**Stored data entries**
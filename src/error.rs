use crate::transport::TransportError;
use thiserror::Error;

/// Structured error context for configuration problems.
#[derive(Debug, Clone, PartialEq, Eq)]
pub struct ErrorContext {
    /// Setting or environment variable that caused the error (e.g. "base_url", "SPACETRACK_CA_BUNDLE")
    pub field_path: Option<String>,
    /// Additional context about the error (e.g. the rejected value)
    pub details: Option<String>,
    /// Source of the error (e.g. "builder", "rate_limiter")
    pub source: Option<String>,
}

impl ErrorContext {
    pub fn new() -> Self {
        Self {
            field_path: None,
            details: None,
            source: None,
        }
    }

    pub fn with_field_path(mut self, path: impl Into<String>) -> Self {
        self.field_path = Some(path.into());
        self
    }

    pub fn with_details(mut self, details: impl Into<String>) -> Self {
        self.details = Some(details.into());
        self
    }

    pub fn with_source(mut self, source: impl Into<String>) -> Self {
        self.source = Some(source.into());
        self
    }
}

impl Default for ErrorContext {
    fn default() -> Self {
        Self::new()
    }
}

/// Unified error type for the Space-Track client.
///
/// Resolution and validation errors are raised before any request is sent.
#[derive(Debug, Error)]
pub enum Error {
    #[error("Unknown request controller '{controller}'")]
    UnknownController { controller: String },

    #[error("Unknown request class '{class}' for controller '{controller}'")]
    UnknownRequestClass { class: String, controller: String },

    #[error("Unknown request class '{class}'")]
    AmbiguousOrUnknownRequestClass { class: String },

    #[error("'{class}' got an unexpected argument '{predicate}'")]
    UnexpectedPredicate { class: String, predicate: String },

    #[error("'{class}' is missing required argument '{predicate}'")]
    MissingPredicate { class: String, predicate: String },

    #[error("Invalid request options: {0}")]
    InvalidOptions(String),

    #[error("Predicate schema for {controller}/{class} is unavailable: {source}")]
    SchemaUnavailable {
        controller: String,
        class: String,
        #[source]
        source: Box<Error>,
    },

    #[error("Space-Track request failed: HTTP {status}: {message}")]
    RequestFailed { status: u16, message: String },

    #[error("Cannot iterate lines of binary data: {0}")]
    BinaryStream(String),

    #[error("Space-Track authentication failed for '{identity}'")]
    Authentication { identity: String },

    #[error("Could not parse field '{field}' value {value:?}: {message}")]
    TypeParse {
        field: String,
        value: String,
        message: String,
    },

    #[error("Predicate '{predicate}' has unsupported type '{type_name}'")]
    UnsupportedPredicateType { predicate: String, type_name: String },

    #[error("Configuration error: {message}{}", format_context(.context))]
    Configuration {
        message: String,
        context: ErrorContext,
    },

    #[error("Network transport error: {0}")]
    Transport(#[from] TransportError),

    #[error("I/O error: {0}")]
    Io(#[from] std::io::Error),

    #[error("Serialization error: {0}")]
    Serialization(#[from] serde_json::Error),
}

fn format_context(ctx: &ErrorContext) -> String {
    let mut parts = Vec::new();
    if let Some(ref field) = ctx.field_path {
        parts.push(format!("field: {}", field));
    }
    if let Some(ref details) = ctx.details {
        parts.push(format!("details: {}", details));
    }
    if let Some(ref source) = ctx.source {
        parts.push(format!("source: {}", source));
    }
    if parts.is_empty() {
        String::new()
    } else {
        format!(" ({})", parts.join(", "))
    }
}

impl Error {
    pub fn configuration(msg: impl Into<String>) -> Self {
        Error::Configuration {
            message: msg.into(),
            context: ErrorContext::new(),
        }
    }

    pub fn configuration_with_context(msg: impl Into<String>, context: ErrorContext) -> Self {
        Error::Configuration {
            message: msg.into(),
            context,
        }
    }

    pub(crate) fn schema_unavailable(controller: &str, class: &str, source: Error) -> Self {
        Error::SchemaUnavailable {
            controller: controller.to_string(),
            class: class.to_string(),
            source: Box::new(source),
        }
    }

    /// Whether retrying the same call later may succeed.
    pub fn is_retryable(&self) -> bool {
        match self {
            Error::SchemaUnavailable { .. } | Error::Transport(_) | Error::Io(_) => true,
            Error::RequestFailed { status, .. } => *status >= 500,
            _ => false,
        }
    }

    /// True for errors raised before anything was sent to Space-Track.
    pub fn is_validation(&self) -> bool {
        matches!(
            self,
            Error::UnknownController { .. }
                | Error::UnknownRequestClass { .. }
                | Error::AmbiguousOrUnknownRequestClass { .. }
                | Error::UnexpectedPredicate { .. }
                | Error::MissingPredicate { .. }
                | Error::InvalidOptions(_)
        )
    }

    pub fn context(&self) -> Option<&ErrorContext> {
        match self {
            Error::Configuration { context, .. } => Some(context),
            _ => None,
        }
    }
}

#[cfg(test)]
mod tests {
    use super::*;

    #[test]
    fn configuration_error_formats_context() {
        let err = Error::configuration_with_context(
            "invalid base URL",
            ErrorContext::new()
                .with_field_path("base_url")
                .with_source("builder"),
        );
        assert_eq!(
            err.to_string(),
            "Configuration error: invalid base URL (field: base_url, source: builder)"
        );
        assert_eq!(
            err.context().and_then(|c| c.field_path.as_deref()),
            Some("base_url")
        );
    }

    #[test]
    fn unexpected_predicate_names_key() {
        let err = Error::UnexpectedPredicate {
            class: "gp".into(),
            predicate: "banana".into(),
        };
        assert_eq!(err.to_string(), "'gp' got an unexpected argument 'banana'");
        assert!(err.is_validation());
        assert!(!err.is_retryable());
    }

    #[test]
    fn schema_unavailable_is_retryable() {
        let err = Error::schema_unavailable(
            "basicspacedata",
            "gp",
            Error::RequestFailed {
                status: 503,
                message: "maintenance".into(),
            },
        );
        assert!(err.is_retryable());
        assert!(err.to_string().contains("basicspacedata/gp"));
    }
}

**What to produce**
Retrieve each line from the records above where the word "SchemaUnavailable" occurs.

**Response to this exercise**
    SchemaUnavailable {
        Error::SchemaUnavailable {
            Error::SchemaUnavailable { .. } | Error::Transport(_) | Error::Io(_) => true,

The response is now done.